**Aim of the task**.
From the records below, copy out exactly the lines from the one containing "pub fn whitespace(self, whitespace: impl" to the one containing "pub fn comments(mut", both included. Add nothing else.

**Stored items**.
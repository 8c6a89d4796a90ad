//! A small builder over [`ParseContext`], mirroring the
//! `Parser::new(input).recursion_limit(n).parse()` ergonomics of a
//! hand-written recursive-descent parser: configure matching options, then
//! either hand the input to the bootstrap EBNF parser or interpret it
//! against an already-built [`Grammar`].

use std::sync::Arc;

use crate::buffer::Buffer;
use crate::context::ParseContext;
use crate::error::PegResult;
use crate::grammar::Grammar;
use crate::semantics::Semantics;
use crate::ast::Node;

pub struct Parser {
    ctx: ParseContext,
}

impl Parser {
    pub fn new(input: impl Into<Arc<str>>) -> Self {
        Self {
            ctx: ParseContext::new(Buffer::new(input)),
        }
    }

    fn map_buffer(mut self, f: impl FnOnce(Buffer) -> Buffer) -> Self {
        let buffer = std::mem::replace(self.ctx.buffer_mut(), Buffer::new(""));
        *self.ctx.buffer_mut() = f(buffer);
        self
    }

    pub fn whitespace(self, whitespace: impl IntoIterator<Item = char>) -> Self {
        self.map_buffer(|b| b.with_whitespace(whitespace))
    }

    pub fn comments(mut self, pattern: &str) -> Result<Self, regex::Error> {
        let buffer = std::mem::replace(self.ctx.buffer_mut(), Buffer::new(""));
        *self.ctx.buffer_mut() = buffer.with_comments(pattern)?;
        Ok(self)
    }

    pub fn ignorecase(self, ignorecase: bool) -> Self {
        self.map_buffer(|b| b.with_ignorecase(ignorecase))
    }

    pub fn nameguard(self, nameguard: bool) -> Self {
        self.map_buffer(|b| b.with_nameguard(nameguard))
    }

    pub fn trace(mut self, trace: bool) -> Self {
        self.ctx.trace = trace;
        self
    }

    pub fn parseinfo(mut self, parseinfo: bool) -> Self {
        self.ctx.parseinfo = parseinfo;
        self
    }

    pub fn filename(mut self, filename: impl Into<Arc<str>>) -> Self {
        self.ctx.filename = Some(filename.into());
        self
    }

    pub fn recursion_limit(mut self, limit: usize) -> Self {
        self.ctx.set_recursion_limit(limit);
        self
    }

    pub fn semantics(mut self, semantics: Box<dyn Semantics>) -> Self {
        self.ctx.set_semantics(semantics);
        self
    }

    /// Parse this input as EBNF grammar source, producing a `Grammar`. The
    /// notation's `(* ... *)` comment syntax is always recognized,
    /// regardless of any `comments` call on this builder.
    pub fn parse_grammar(mut self) -> PegResult<Grammar> {
        self = self.map_buffer(|b| {
            b.with_comments(crate::bootstrap::COMMENT_PATTERN)
                .expect("fixed, valid regex")
        });
        crate::bootstrap::parse_with_context(&mut self.ctx)
    }

    /// Interpret this input against an already-built `Grammar`, starting at
    /// `start` (or the grammar's first declared rule).
    pub fn parse_with(self, grammar: &Grammar, start: Option<&str>) -> PegResult<Option<Node>> {
        grammar.parse(self.ctx, start)
    }
}
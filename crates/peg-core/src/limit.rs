use std::fmt;

/// Tracks how deep rule invocations have nested so a pathological or
/// left-recursive-looking grammar fails with a clean error instead of
/// overflowing the stack.
///
/// `consume` is paired with `release` around every rule call, so `current`
/// reflects live recursion depth rather than a running total; `high` keeps
/// the high-water mark for diagnostics.
///
/// ```
/// use peg_core::LimitTracker;
///
/// let mut limit = LimitTracker::new(2);
/// limit.consume();
/// limit.consume();
/// assert!(!limit.limited());
/// limit.consume();
/// assert!(limit.limited());
/// ```
#[derive(PartialEq, Eq, Clone, Copy)]
pub struct LimitTracker {
    current: usize,
    /// High water mark reached over the life of this tracker.
    pub high: usize,
    /// The configured limit.
    pub limit: usize,
}

impl Default for LimitTracker {
    fn default() -> Self {
        Self::new(DEFAULT_RECURSION_LIMIT)
    }
}

/// Chosen the same way upstream recursive-descent parsers pick theirs:
/// comfortably below where an unoptimized debug build starts to risk a
/// stack overflow on a deeply right-nested grammar.
pub const DEFAULT_RECURSION_LIMIT: usize = 500;

impl LimitTracker {
    pub fn new(limit: usize) -> Self {
        Self {
            current: 0,
            high: 0,
            limit,
        }
    }

    pub fn limited(&self) -> bool {
        self.current > self.limit
    }

    pub fn consume(&mut self) {
        self.current += 1;
        if self.current > self.high {
            self.high = self.current;
        }
    }

    pub fn release(&mut self) {
        self.current = self.current.saturating_sub(1);
    }
}

impl fmt::Debug for LimitTracker {
    fn fmt(&self, f: &mut fmt::Formatter<'_>) -> fmt::Result {
        write!(f, "recursion limit: {}, high: {}", self.limit, self.high)
    }
}
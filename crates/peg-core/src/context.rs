//! The parse context: buffer, AST/CST construction stacks, the packrat
//! memoization cache, cut tracking, and the scoped operations (`try`,
//! `option`, `choice`, `group`, `if`, `ifnot`, the two closures) that give
//! PEG combinators their backtracking-with-rollback semantics.
//!
//! Everything described for both "ParseContext" and "Parser base" in the
//! design lives on [`ParseContext`] here: in Rust, one struct exposing both
//! the low-level stacks and the rule-invocation/primitive-matching API is
//! simpler than the two cooperating objects a class-based host needs, and
//! nothing is lost by merging them.

use std::collections::HashMap;
use std::sync::Arc;

use crate::ast::{Ast, Node, OVERRIDE_KEY, PARSEINFO_KEY};
use crate::buffer::Buffer;
use crate::error::{Error, ErrorKind, PegResult};
use crate::limit::LimitTracker;
use crate::semantics::Semantics;

/// Stable identity for a rule, used as half of a memoization key. Callers
/// are expected to hand out small dense ids (a rule's index in a `Grammar`,
/// or a `Copy` enum discriminant for a hand-written parser).
pub type RuleId = u32;

/// Metadata attached under the `parseinfo` key when enabled: which rule
/// produced this AST, and the buffer span it consumed.
#[derive(Debug, Clone, PartialEq, Eq)]
pub struct ParseInfo {
    pub rule: String,
    pub start: usize,
    pub end: usize,
}

impl ParseInfo {
    fn into_node(self) -> Node {
        let mut ast = Ast::new();
        ast.add("rule", Node::token(self.rule), false);
        ast.add("start", Node::token(self.start.to_string()), false);
        ast.add("end", Node::token(self.end.to_string()), false);
        Node::Ast(ast)
    }
}
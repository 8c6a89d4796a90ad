use triomphe::ThinArc;

/// The scalar payload every [`crate::ast::Node::Token`] carries: the exact
/// slice of matched input text, interned behind a thin, cheap-to-clone
/// pointer.
///
/// Every token and pattern match, and every nested rule invocation that
/// resolves to a scalar, clones one of these into the AST/CST being built;
/// a packrat parser clones matched text constantly, so the representation
/// matters. This is similar to `Arc<str>` except:
///
/// * With thin pointers (the length is stored in the heap allocation)
/// * Without support for weak references (one less counter stored)
///
/// Based on [`triomphe`](https://crates.io/crates/triomphe).
#[derive(Clone)]
pub struct BowString {
    // Invariant: must be well-formed UTF-8
    bytes: ThinArc<(), u8>,
}

impl BowString {
    #[inline]
    pub fn new(value: &str) -> Self {
        Self {
            bytes: ThinArc::from_header_and_slice((), value.as_bytes()),
        }
    }

    #[inline]
    pub fn as_str(&self) -> &str {
        unsafe { std::str::from_utf8_unchecked(&self.bytes.slice) }
    }
}

impl std::ops::Deref for BowString {
    type Target = str;

    #[inline]
    fn deref(&self) -> &Self::Target {
        self.as_str()
    }
}

impl AsRef<str> for BowString {
    #[inline]
    fn as_ref(&self) -> &str {
        self.as_str()
    }
}

impl std::borrow::Borrow<str> for BowString {
    #[inline]
    fn borrow(&self) -> &str {
        self.as_str()
    }
}

impl std::fmt::Debug for BowString {
    #[inline]
    fn fmt(&self, f: &mut std::fmt::Formatter<'_>) -> std::fmt::Result {
        self.as_str().fmt(f)
    }
}

impl std::fmt::Display for BowString {
    #[inline]
    fn fmt(&self, f: &mut std::fmt::Formatter<'_>) -> std::fmt::Result {
        self.as_str().fmt(f)
    }
}

impl Default for BowString {
    #[inline]
    fn default() -> Self {
        Self::new("")
    }
}

impl Eq for BowString {}

impl<Other: AsRef<str>> PartialEq<Other> for BowString {
    #[inline]
    fn eq(&self, other: &Other) -> bool {
        self.as_str() == other.as_ref()
    }
}

impl Ord for BowString {
    #[inline]
    fn cmp(&self, other: &Self) -> std::cmp::Ordering {
        self.as_str().cmp(other.as_str())
    }
}

impl<Other: AsRef<str>> PartialOrd<Other> for BowString {
    #[inline]
    fn partial_cmp(&self, other: &Other) -> Option<std::cmp::Ordering> {
        self.as_str().partial_cmp(&other.as_ref())
    }
}

impl std::hash::Hash for BowString {
    #[inline]
    fn hash<H: std::hash::Hasher>(&self, state: &mut H) {
        self.as_str().hash(state);
    }
}

impl std::str::FromStr for BowString {
    type Err = std::convert::Infallible;

    fn from_str(s: &str) -> Result<Self, Self::Err> {
        Ok(Self::new(s))
    }
}

impl From<&'_ str> for BowString {
    #[inline]
    fn from(value: &'_ str) -> Self {
        Self::new(value)
    }
}

impl From<&'_ String> for BowString {
    #[inline]
    fn from(value: &'_ String) -> Self {
        Self::new(value)
    }
}

impl From<String> for BowString {
    #[inline]
    fn from(value: String) -> Self {
        Self::new(&value)
    }
}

**Result for this task**.
    pub fn whitespace(self, whitespace: impl IntoIterator<Item = char>) -> Self {
        self.map_buffer(|b| b.with_whitespace(whitespace))
    }

    pub fn comments(mut self, pattern: &str) -> Result<Self, regex::Error> {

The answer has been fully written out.